High-level representatives of States, including representatives of national Senates and Parliaments, Ministers of Foreign Affairs and Justice, international and regional organisations, civil society and academia will gather for two days to reflect on the enduring value of the Rome Statute to humanity.
Adopted on 17 July 1998, the Rome Statute is the founding treaty of the International Criminal Court, supported by over 120 countries. The International Criminal Court is the first permanent international criminal court established to help end impunity for the perpetrators of the most serious crimes of concern to the international community, namely war crimes, crimes against humanity, genocide and the crime of aggression.
The Rome Statute has also established the Trust Fund for Victims (TFV) with a two-fold mandate: (i) to implement Court-Ordered reparations and (ii) to provide physical and psychological rehabilitation, and material support to victim survivors, their families, and affected communities. The TFV assists survivors to begin the process of healing and rebuilding their lives, for them to be able to promote peace and reconciliation.
# Remarks by Judge Chile Eboe-Osuji, President International Criminal Court at the commemoration of the 20th anniversary of the adoption of the Rome Statute of the International Criminal Court.
''20 years ago today on 17 July 1998 members of the diplomatic community and of civil society and jurists from around the globe gathered in Rome to deliver a vision that was both tall and large to be seen around the world. It was a vision of a world in which atrocities that shock the conscience of humanity would no longer be committed against victims, with an assurance of impunity. The vision, then, was to establish this international criminal court – as a permanent institution capable of looming large in the consciousness of those inclined to commit such crimes, and beyond that to compel them to answer questions about their conducts, regardless of station.

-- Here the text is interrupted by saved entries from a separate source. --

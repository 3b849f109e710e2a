//! Nominatim client.
//!
//! `GET {base}/reverse?format=jsonv2&lat=..&lon=..&zoom=15&accept-language=en`
//! answers `{"display_name": "..."}` on land and `{"error": "Unable to geocode"}`
//! (still HTTP 200) over open water.

use std::time::Duration;

use async_trait::async_trait;
use serde::Deserialize;
use tracing::{debug, instrument};

use iss_core::constants::{
    DEFAULT_GEOCODER_URL, DEFAULT_GEOCODER_USER_AGENT, DEFAULT_HTTP_TIMEOUT_SECS, GEOCODER_ZOOM,
};
use iss_core::error::{IssError, Result};
use iss_core::traits::Geocoder;

/// Nominatim client configuration.
#[derive(Clone, Debug, serde::Serialize, serde::Deserialize)]
pub struct NominatimConfig {
    /// Base URL of the Nominatim instance
    pub base_url: String,
    /// User agent (required by the public instance's usage policy)
    pub user_agent: String,
    /// Detail level, 3 (country) to 18 (building)
    pub zoom: u8,
    /// Preferred language for place names
    pub language: String,
    /// Request timeout in seconds
    pub timeout_seconds: u64,
}

impl Default for NominatimConfig {
    fn default() -> Self {
        Self {
            base_url: DEFAULT_GEOCODER_URL.into(),
            user_agent: DEFAULT_GEOCODER_USER_AGENT.into(),
            zoom: GEOCODER_ZOOM,
            language: "en".into(),
            timeout_seconds: DEFAULT_HTTP_TIMEOUT_SECS,
        }
    }
}

impl NominatimConfig {
    /// Creates config for a custom Nominatim instance.
    pub fn new(base_url: impl Into<String>) -> Self {
        Self {
            base_url: base_url.into(),
            ..Default::default()
        }
    }

    /// Overrides the user agent.
    pub fn with_user_agent(mut self, user_agent: impl Into<String>) -> Self {
        self.user_agent = user_agent.into();
        self
    }

    /// Overrides the request timeout.
    pub fn with_timeout(mut self, seconds: u64) -> Self {
        self.timeout_seconds = seconds;
        self
    }
}

/// Reverse geocoder backed by Nominatim.
#[derive(Clone, Debug)]
pub struct NominatimClient {
    config: NominatimConfig,
    http_client: reqwest::Client,
}

impl NominatimClient {
    /// Creates a client with the given config.
    pub fn with_config(config: NominatimConfig) -> Result<Self> {
        let http_client = reqwest::Client::builder()
            .user_agent(config.user_agent.clone())
            .timeout(Duration::from_secs(config.timeout_seconds))
            .build()
            .map_err(|e| IssError::ConfigError(format!("Failed to create HTTP client: {}", e)))?;

        Ok(Self {
            config,
            http_client,
        })
    }

    fn reverse_url(&self) -> String {
        format!("{}/reverse", self.config.base_url.trim_end_matches('/'))
    }
}

#[derive(Debug, Deserialize)]
struct ReverseResponse {
    display_name: Option<String>,
    error: Option<String>,
}

#[async_trait]
impl Geocoder for NominatimClient {
    #[instrument(skip(self))]
    async fn reverse(&self, latitude: f64, longitude: f64) -> Result<String> {
        let zoom = self.config.zoom.to_string();
        let lat = latitude.to_string();
        let lon = longitude.to_string();

        let response = self
            .http_client
            .get(self.reverse_url())
            .query(&[
                ("format", "jsonv2"),
                ("lat", lat.as_str()),
                ("lon", lon.as_str()),
                ("zoom", zoom.as_str()),
                ("accept-language", self.config.language.as_str()),
            ])
            .send()
            .await
            .map_err(|e| IssError::GeocodeFailed(e.to_string()))?;

        if !response.status().is_success() {
            return Err(IssError::GeocodeFailed(format!("HTTP {}", response.status())));
        }

        let body: ReverseResponse = response
            .json()
            .await
            .map_err(|e| IssError::GeocodeFailed(e.to_string()))?;

        match body.display_name.filter(|name| !name.trim().is_empty()) {
            Some(name) => {
                debug!(place = %name, "Reverse geocoded");
                Ok(name)
            }
            None => {
                let reason = body.error.as_deref().unwrap_or("no display_name");
                debug!(reason, "Nothing to geocode");
                Err(IssError::GeocodeMiss {
                    latitude,
                    longitude,
                })
            }
        }
    }
}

That we are assembled here today in the permanent premises of this permanent Court bears the loudest testament to the very realisation of an international structure where such questions of accountability may indeed be asked – with real rigour and vigour.

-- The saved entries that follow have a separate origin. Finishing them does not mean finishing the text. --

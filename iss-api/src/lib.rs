//! # ISS Tracker API Server
//!
//! REST API over NASA's ISS ephemeris.
//!
//! ## Endpoints
//!
//! - `GET /epochs` - All stored epochs (`?limit=&offset=` to page)
//! - `GET /epochs/:epoch` - State vector at an epoch
//! - `GET /epochs/:epoch/location` - Latitude, longitude, altitude and place name
//! - `GET /epochs/:epoch/speed` - Speed in km/h
//! - `GET /now` - Location at the epoch nearest to the current time
//! - `POST /refresh` - Re-download the feed
//! - `GET /health` - Liveness and store size
//!
//! ## Example
//!
//! ```rust,ignore
//! use iss_api::{ApiServer, ApiConfig};
//!
//! let server = ApiServer::from_config(ApiConfig::from_env()).await?;
//! server.run(([0, 0, 0, 0], 5000)).await?;
//! ```

#![forbid(unsafe_code)]
#![warn(missing_docs, rust_2018_idioms)]

mod dto;
mod error;
mod handlers;
mod routes;
mod service;
mod state;
#[cfg(test)]
mod testing;

pub use error::ApiError;
pub use routes::create_router;
pub use service::QueryService;
pub use state::{ApiConfig, AppState};

use std::net::SocketAddr;
use std::sync::Arc;

use axum::Router;
use tower_http::cors::{Any, CorsLayer};
use tower_http::trace::TraceLayer;
use tracing::{info, warn};

/// API server for the ISS tracker.
pub struct ApiServer {
    state: Arc<AppState>,
}

impl ApiServer {
    /// Creates a server around prepared state.
    pub fn new(state: AppState) -> Self {
        Self {
            state: Arc::new(state),
        }
    }

    /// Builds state from `config` (connecting to Redis if configured).
    pub async fn from_config(config: ApiConfig) -> iss_core::Result<Self> {
        Ok(Self::new(AppState::connect(config).await?))
    }

    /// Creates the router with all routes configured.
    pub fn router(&self) -> Router {
        let cors = CorsLayer::new()
            .allow_origin(Any)
            .allow_methods(Any)
            .allow_headers(Any);

        create_router(self.state.clone())
            .layer(cors)
            .layer(TraceLayer::new_for_http())
    }

    /// Runs the server on the given address.
    ///
    /// With `fetch_on_startup` the feed is loaded first; a failed load is
    /// logged and the first query retries it.
    pub async fn run(self, addr: impl Into<SocketAddr>) -> std::io::Result<()> {
        let addr = addr.into();

        if self.state.config.fetch_on_startup {
            match self.state.service.refresh().await {
                Ok(count) => info!(count, "Initial feed load complete"),
                Err(e) => warn!(error = %e, "Initial feed load failed, will retry on first request"),
            }
        }

        let listener = tokio::net::TcpListener::bind(addr).await?;

        info!("ISS tracker API listening on {}", addr);

        axum::serve(listener, self.router()).await
    }
}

Yet for many reasons, however, we are not entitled to celebrate achievement of vision. And I do stress the point. But, time permits me now to touch on just few reasons why very briefly. That is to consider that the very vices which this Court was created to address persist in many parts of our world as we speak. And, many may find it alarming that some statistics may even suggest the prospect of deterioration, judging by the comparative global incidence of armed conflicts.
For instance, statistics analysed and reported by the Heidelberg Institute for International Conflict Research suggest that the number of high-intensity conflicts has more than tripled in the last 20 years, since 1998.

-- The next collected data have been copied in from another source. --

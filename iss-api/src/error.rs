//! API error handling.

use axum::{
    http::StatusCode,
    response::{IntoResponse, Response},
    Json,
};
use serde::Serialize;
use iss_core::error::IssError;

/// API error type.
#[derive(Debug)]
pub struct ApiError {
    status: StatusCode,
    message: String,
    code: String,
}

impl ApiError {
    /// Creates a new API error.
    pub fn new(status: StatusCode, message: impl Into<String>, code: impl Into<String>) -> Self {
        Self {
            status,
            message: message.into(),
            code: code.into(),
        }
    }

    /// Bad request error.
    pub fn bad_request(message: impl Into<String>) -> Self {
        Self::new(StatusCode::BAD_REQUEST, message, "BAD_REQUEST")
    }

    /// Not found error.
    pub fn not_found(message: impl Into<String>) -> Self {
        Self::new(StatusCode::NOT_FOUND, message, "NOT_FOUND")
    }

    /// Upstream feed or store unavailable.
    pub fn unavailable(message: impl Into<String>) -> Self {
        Self::new(StatusCode::SERVICE_UNAVAILABLE, message, "SERVICE_UNAVAILABLE")
    }

    /// Internal server error.
    pub fn internal(message: impl Into<String>) -> Self {
        Self::new(StatusCode::INTERNAL_SERVER_ERROR, message, "INTERNAL_ERROR")
    }

    /// HTTP status this error maps to.
    pub fn status(&self) -> StatusCode {
        self.status
    }
}

/// Error response body.
#[derive(Serialize)]
struct ErrorResponse {
    error: ErrorBody,
}

#[derive(Serialize)]
struct ErrorBody {
    code: String,
    message: String,
}

impl IntoResponse for ApiError {
    fn into_response(self) -> Response {
        let body = ErrorResponse {
            error: ErrorBody {
                code: self.code,
                message: self.message,
            },
        };

        (self.status, Json(body)).into_response()
    }
}

impl From<IssError> for ApiError {
    fn from(err: IssError) -> Self {
        match &err {
            _ if err.is_not_found() => ApiError::not_found(err.to_string()),
            IssError::InvalidEpoch(_) => ApiError::bad_request(err.to_string()),
            _ if err.is_fetch_error() => {
                tracing::warn!(error = %err, "ISS feed unavailable");
                ApiError::unavailable(format!("ISS feed unavailable: {}", err))
            }
            IssError::StoreUnavailable { .. } => {
                tracing::error!(error = %err, "Store unavailable");
                ApiError::unavailable("State vector store unavailable")
            }
            _ => {
                tracing::error!(error = %err, "Internal error");
                ApiError::internal("An internal error occurred")
            }
        }
    }
}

Such statistics must truly trouble us: given the notorious phenomenon that armed conflicts are the most common vectors of atrocity crimes –typically those that come in the manner of ethnocentric mass violence, sexual violence and war crimes.
Yet, while those statistics would inhibit the celebration of achievement of vision; they should also not induce in us a depressing sense of fatalism, in our struggle against impunity. Quite the contrary, let them serve as an urgent clarion call to the following reality: that humanity’s need of the Rome Statute and the ICC is as critical today as was the case 20 years ago – indeed more so.
That clarion call, thus, urges us to the necessity to hitch our resolve to the sticking point, and double down our courage and tenacity to battle the forces of impunity - regardless of their origins.
The necessary battle front requires in us a determination to give this Court the political, diplomatic, functional and material support it needs, in order to do its work. It urges us to increase our drive for universal ratification of the Rome Statute, in order to cover the global terrain of jurisdiction for the Court.
And it encourages us to accept that as a human institution – like every other human institution, including national courts of even many hundreds of years – there will always be an ongoing need to reform the Court and its processes, in order to improve its ability to achieve its mandatewith greater purpose and efficiency: yet, leaving undiluted the essential properties that make this Court a vital instrument of accountability.
And, just as importantly, the temptations of apathy and indifference towards the Court must be resisted at all costs. For, they may be unwitting allies of impunity – implicated as such in Edmund Burke’s famous dictum, which holds that ‘all that is necessary for evil to prevail is for good men [and women, too] to do nothing.’
# Remarks by Mrs Fatou Bensouda, Prosecutor of the International Criminal Court at the commemoration of the 20th anniversary of the adoption of the Rome Statute of the International Criminal Court.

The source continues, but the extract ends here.